DESCRIPTION OF THE TASK: Write out exactly the lines of the entries below, from the first through the line containing "sequences become U+FFFD.", and nothing beyond them.

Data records
//! Incremental UTF-8 decoding for PTY output.
//!
//! PTY reads split at arbitrary byte boundaries, so a multi-byte character
//! can straddle two fragments. Only an incomplete trailing sequence is held
//! back; everything decodable is returned immediately.

/// Streaming UTF-8 decoder.
#[derive(Debug, Default)]
pub struct Utf8Decoder {
    pending: Vec<u8>,
}

impl Utf8Decoder {
    /// Decode the next fragment. Invalid sequences become U+FFFD.
    pub fn decode(&mut self, bytes: &[u8]) -> String {
        self.pending.extend_from_slice(bytes);
        let mut out = String::with_capacity(self.pending.len());
        let mut rest: &[u8] = &self.pending;

        loop {
            match std::str::from_utf8(rest) {
                Ok(valid) => {
                    out.push_str(valid);
                    rest = &[];
                    break;
                }
                Err(e) => {
                    let (valid, after) = rest.split_at(e.valid_up_to());
                    out.push_str(std::str::from_utf8(valid).unwrap_or_default());
                    match e.error_len() {
                        Some(len) => {
                            out.push(char::REPLACEMENT_CHARACTER);
                            rest = &after[len..];
                        }
                        // Incomplete sequence at the end: wait for more bytes.
                        None => {
                            rest = after;
                            break;
                        }
                    }
                }
            }
        }

        self.pending = rest.to_vec();
        out
    }

    /// Flush whatever is left once the stream has ended.
    pub fn finish(&mut self) -> String {
        let tail = String::from_utf8_lossy(&self.pending).into_owned();
        self.pending.clear();
        tail
    }
}

#[cfg(test)]
mod tests {
    use super::*;

    #[test]
    fn ascii_passes_straight_through() {
        let mut decoder = Utf8Decoder::default();
        assert_eq!(decoder.decode(b"hello"), "hello");
        assert_eq!(decoder.finish(), "");
    }

    #[test]
    fn split_multibyte_character_is_held_back() {
        let bytes = "⏺ Bash".as_bytes();
        let mut decoder = Utf8Decoder::default();
        assert_eq!(decoder.decode(&bytes[..2]), "");
        assert_eq!(decoder.decode(&bytes[2..]), "⏺ Bash");
    }

    #[test]
    fn invalid_bytes_are_replaced() {
        let mut decoder = Utf8Decoder::default();
        assert_eq!(decoder.decode(b"a\xffb"), "a\u{fffd}b");
    }

    #[test]
    fn finish_flushes_truncated_tail() {
        let mut decoder = Utf8Decoder::default();
        assert_eq!(decoder.decode(b"ok\xe2\x8f"), "ok");
        assert_eq!(decoder.finish(), "\u{fffd}");
        assert_eq!(decoder.finish(), "");
    }
}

TASK ANSWER:
//! Incremental UTF-8 decoding for PTY output.
//!
//! PTY reads split at arbitrary byte boundaries, so a multi-byte character
//! can straddle two fragments. Only an incomplete trailing sequence is held
//! back; everything decodable is returned immediately.

/// Streaming UTF-8 decoder.
#[derive(Debug, Default)]
pub struct Utf8Decoder {
    pending: Vec<u8>,
}

impl Utf8Decoder {
    /// Decode the next fragment. Invalid sequences become U+FFFD.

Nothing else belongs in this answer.